For the final day of Barbara's visit we slowed down our walking and stayed close by. Even then, the neighborhood provided enough stops of interest that we missed the lunch hour at Aux Charpentiers and had to return at dinner time instead. We first turned off into the alley and sort of covered passageway called rue de l'Ancienne Comedie, where the restaurant Procope is located. Back on track to St. Germain des Pres, we paused for some jazz musicians playing to the crowd on Bld. St. Germain where Barbara spotted a poster for the upcoming jazz festival (something to plan on when Peter gets here). Then we spent considerable time in the church of St. Germain des Pres itself, marvelling at the very ancient beginnings of the structure, since ever. Lunch was quite late at la Fourmi Ailee, a spot I've enjoyed before with my Mom and Aunt Doris as well as Trudy. The sounds of Vivaldi's Four Seasons in the wonderful acoustics of Sainte Chapelle ended the evening and Barbara's visit. See a few photos.

A Week of Flaneuring

So now I'm sitting here with a glass of wine, new shoes on my feet and the feeling that Paris is the place I'm meant to be. I'm not sure whether that's the wine speaking or the fact that I've finally found some really comfortable walking shoes that can be worn with socks, so they're warm enough for this colder than typical May weather. Not to worry though, the 10-day forecast shows a warming trend, plus the arrival of all the family will undoubtedly warm things up as well.

I've collected a set of photos from this past week, which may be hard to figure out but essentially are just shots of things that caught my eye while out and about wandering in Paris. Somehow I just can't get myself out of bed before 8:30 am and then with posting to heyjud, and a bit of a workout, I'm usually out the door from noontime on. While I'm out, I've done much window shopping in the Marais and around Sevres-Babylones, and although I promised myself not to, I did stop in one time at Starbucks for a decaf latte. It was really good and less expensive than a not-so-good decaf creme at any number of cafes I've tried, plus it's got way more milk than the others, which we all know is important for the prevention of osteoporosis. So now have I justified further stops at Starbucks?

The only museum I visited was Les Arts Decoratifs and as you'll see by the photos, I was perhaps more interested in the views from the windows on the upper floors than I was in les arts decoratifs. I know I should be admonished for that but the week is mine to spend as I please and that's what I'm doing. After this full week of window shopping, I'm pleased to report that finally today I made some purchases. First off, a wonderful and very French blouse - hard to imagine since I hardly ever wear blouses. Then there was the miraculous appearance, just today, of a shoe store I remembered from 2001 in the Marais, where I finally bought a second pair of comfortable walking shoes that could be worn with socks. Why did I think that one pair of walking shoes and three pairs of sandals would be all I needed for this trip? Was I not thinking about the effects of global warming and it's counterintuitive god damn cold weather? Well now that I've found them it will probably warm right up but that's okay. I'll be able to switch from the two pairs of long pants I've alternated with since arriving, and wear some of the skirts, dresses and capris I thought would be so appropriate.

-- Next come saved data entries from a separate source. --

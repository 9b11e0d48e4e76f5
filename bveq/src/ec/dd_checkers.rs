//! Equivalence checkers built on decision diagrams.

use super::config::Configuration;
use super::preprocess::{union, PreparedCircuit};
use super::results::EquivalenceCriterion;
use crate::circuit::Circuit;
use crate::dd::{Edge, Package};
use crate::error::Error;
use rand::rngs::SmallRng;
use rand::{Rng, SeedableRng};

/// Wire flags shared by both circuits of a check
#[derive(Debug, Clone)]
pub struct Flags {
    pub ancillary: Vec<bool>,
    pub garbage: Vec<bool>,
    pub partial: bool,
}

impl Flags {
    pub fn new(p1: &PreparedCircuit, p2: &PreparedCircuit, config: &Configuration) -> Flags {
        Flags {
            ancillary: union(&p1.ancillary, &p2.ancillary),
            garbage: union(&p1.garbage, &p2.garbage),
            partial: config.functionality.check_partial_equivalence,
        }
    }

    fn has_ancillae(&self) -> bool {
        self.ancillary.iter().any(|&a| a)
    }

    fn has_garbage(&self) -> bool {
        self.garbage.iter().any(|&g| g)
    }
}

/// The DD of the whole circuit, applied gate by gate
pub fn build_functionality(dd: &mut Package, c: &Circuit) -> Result<Edge, Error> {
    let mut e = dd.full_identity();
    for g in &c.gates {
        let ge = dd.gate_dd(g)?;
        e = dd.multiply(ge, e);
    }
    Ok(e)
}

/// Build both unitaries and compare them
///
/// In partial mode only the measurement statistics of the non-garbage
/// outputs are compared, for ancillary inputs fixed to |0>.
pub fn construction(
    p1: &PreparedCircuit,
    p2: &PreparedCircuit,
    flags: &Flags,
) -> Result<EquivalenceCriterion, Error> {
    let mut dd = Package::new(p1.num_wires());
    let u1 = build_functionality(&mut dd, &p1.circuit)?;
    let u2 = build_functionality(&mut dd, &p2.circuit)?;
    let u1 = dd.reduce_ancillae(u1, &flags.ancillary);
    let u2 = dd.reduce_ancillae(u2, &flags.ancillary);
    log::debug!("construction: DD sizes {} and {}", dd.size(u1), dd.size(u2));

    if flags.partial {
        let r1 = dd.abs2(u1);
        let r1 = dd.reduce_garbage(r1, &flags.garbage, false);
        let r2 = dd.abs2(u2);
        let r2 = dd.reduce_garbage(r2, &flags.garbage, false);
        return Ok(if r1 == r2 {
            EquivalenceCriterion::Equivalent
        } else {
            EquivalenceCriterion::NotEquivalent
        });
    }

    Ok(if u1 == u2 {
        EquivalenceCriterion::Equivalent
    } else if dd.equal_up_to_global_phase(u1, u2) {
        EquivalenceCriterion::EquivalentUpToGlobalPhase
    } else {
        EquivalenceCriterion::NotEquivalent
    })
}

/// Build `U1 * U2^dagger` from both ends and test for the identity
///
/// Gates of both circuits are applied in proportion to their gate counts,
/// which keeps the intermediate diagram close to the identity for similar
/// circuits.
pub fn alternating(
    p1: &PreparedCircuit,
    p2: &PreparedCircuit,
    flags: &Flags,
) -> Result<EquivalenceCriterion, Error> {
    if flags.partial && (flags.has_ancillae() || flags.has_garbage()) {
        return Ok(EquivalenceCriterion::NoInformation);
    }

    let mut dd = Package::new(p1.num_wires());
    let mut e = dd.full_identity();
    let (n1, n2) = (p1.circuit.num_gates(), p2.circuit.num_gates());
    let (mut i1, mut i2) = (0, 0);

    while i1 < n1 || i2 < n2 {
        // advance whichever side lags behind its share
        if i2 >= n2 || (i1 < n1 && i1 * n2.max(1) <= i2 * n1.max(1)) {
            let g = dd.gate_dd(&p1.circuit.gates[i1])?;
            e = dd.multiply(g, e);
            i1 += 1;
        } else {
            let g = dd.gate_dd(&p2.circuit.gates[i2])?;
            let g = dd.conjugate_transpose(g);
            e = dd.multiply(e, g);
            i2 += 1;
        }
    }
    log::debug!("alternating: final DD size {}", dd.size(e));

    Ok(if dd.is_identity(e, false) {
        EquivalenceCriterion::Equivalent
    } else if dd.is_identity(e, true) {
        EquivalenceCriterion::EquivalentUpToGlobalPhase
    } else if flags.has_ancillae() {
        // the circuits may still agree on the inputs that matter
        EquivalenceCriterion::NoInformation
    } else {
        EquivalenceCriterion::NotEquivalent
    })
}

/// Outcome of the simulation checker, with the number of runs performed
pub struct SimulationOutcome {
    pub equivalence: EquivalenceCriterion,
    pub performed: usize,
}

/// Compare the circuits on random computational basis states
///
/// Ancillary wires always start in |0>. A single differing output proves
/// the circuits different; otherwise they are probably equivalent.
pub fn simulation(
    p1: &PreparedCircuit,
    p2: &PreparedCircuit,
    flags: &Flags,
    config: &Configuration,
) -> Result<SimulationOutcome, Error> {
    let seed = match config.simulation.seed {
        0 => rand::random(),
        s => s,
    };
    let mut rng = SmallRng::seed_from_u64(seed);
    let n = p1.num_wires();
    let mut dd = Package::new(n);
    let mut performed = 0;

    for _ in 0..config.simulation.max_sims {
        let bits: Vec<bool> = (0..n)
            .map(|q| !flags.ancillary[q] && rng.random_bool(0.5))
            .collect();
        let input = dd.basis_state(&bits);
        let s1 = simulate(&mut dd, &p1.circuit, input)?;
        let s2 = simulate(&mut dd, &p2.circuit, input)?;
        performed += 1;

        let same = if flags.partial {
            let d1 = dd.abs2(s1);
            let d1 = dd.reduce_garbage(d1, &flags.garbage, true);
            let d2 = dd.abs2(s2);
            let d2 = dd.reduce_garbage(d2, &flags.garbage, true);
            d1 == d2
        } else {
            dd.equal_up_to_global_phase(s1, s2)
        };

        if !same {
            log::debug!("simulation: counterexample input {:?}", bits);
            return Ok(SimulationOutcome {
                equivalence: EquivalenceCriterion::NotEquivalent,
                performed,
            });
        }
    }

    Ok(SimulationOutcome {
        equivalence: EquivalenceCriterion::ProbablyEquivalent,
        performed,
    })
}

fn simulate(dd: &mut Package, c: &Circuit, mut state: Edge) -> Result<Edge, Error> {
    for g in &c.gates {
        let ge = dd.gate_dd(g)?;
        state = dd.apply(ge, state);
    }
    Ok(state)
}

Tomorrow I'm off to do some grocery shopping for Meg and family's arrival on Sunday. Then I'll see which of the museum's I want to go to for the special night of the museums event. Stay tuned for that in my next post.

May 15, 2010

Day of Many Stairs

It seems like I climbed to the third floor at least five times, maybe six, this morning between various trips to get groceries in for when Meg, Jason and the kids arrive tomorrow. I didn't want to wait until Sunday because lots of the good places are closed, so now my tiny fridge is loaded full up. When they get in tomorrow late afternoon on the bullet train from Geneva, I'll be there to greet them, help with the bags and getting back to their apartment, and have something good waiting for supper.

Once all that grocery shopping was done, I checked out their neighborhood, which is just up the hill from mine, towards the Sorbonne and the Pantheon. Their street in particular is cobblestoned, narrow as an alley and looks charmingly French. On the way there I found some great street art that I bet Ollie will like, especially the zebras. Because the sun was out, I took an afternoon break to sit outside and start the book Barbara left behind for me, The Glass Castle by Jeanette Walls. At the end of the day, I stayed close to home again, visiting the Musee de l'Assistance Publique - Hopitaux de Paris for a classical music concert and some short dances as part of la Nuit des Musees. Of course, there are photos.

And now a glass of wine and to bed.

May 18, 2010

Arrivals

The past two days I've become expert, or at least much more knowledgeable, about mass transit in Paris. On Sunday afternoon I met Meg and Jason's train from Geneva at Gare du Nord, a station I was familiar with from my trip to Vaux-le-Vicomte. What I didn't realize was, in addition to the blue series of platforms where we had taken the train, there was another whole series of yellow platforms. Because of station renovations, you had to walk around the exterior of the station to get to them. Once their trains' arrival platform was finally posted, I walked all around to meet a herd of people getting off the train already. Weaving through the crowds in the opposite direction, I kept going and going, to find the family and all their luggage next to the very last car, #18. When we started back towards the station, Ollie was so busy looking around at everything, he kept walking right into poles and benches and anything else that got in the way. The taxi line zigged and zagged and looked to be at least an hour wait but, it turns out if you've got a baby with you, you can go straight to the head of the line. Thank you Minna for getting us our taxi. Once we got to the apartment, we did go out to a nearby playground for Ollie to get in some running around, but otherwise stayed in, unpacking and eating dinner together in the nice big kitchen.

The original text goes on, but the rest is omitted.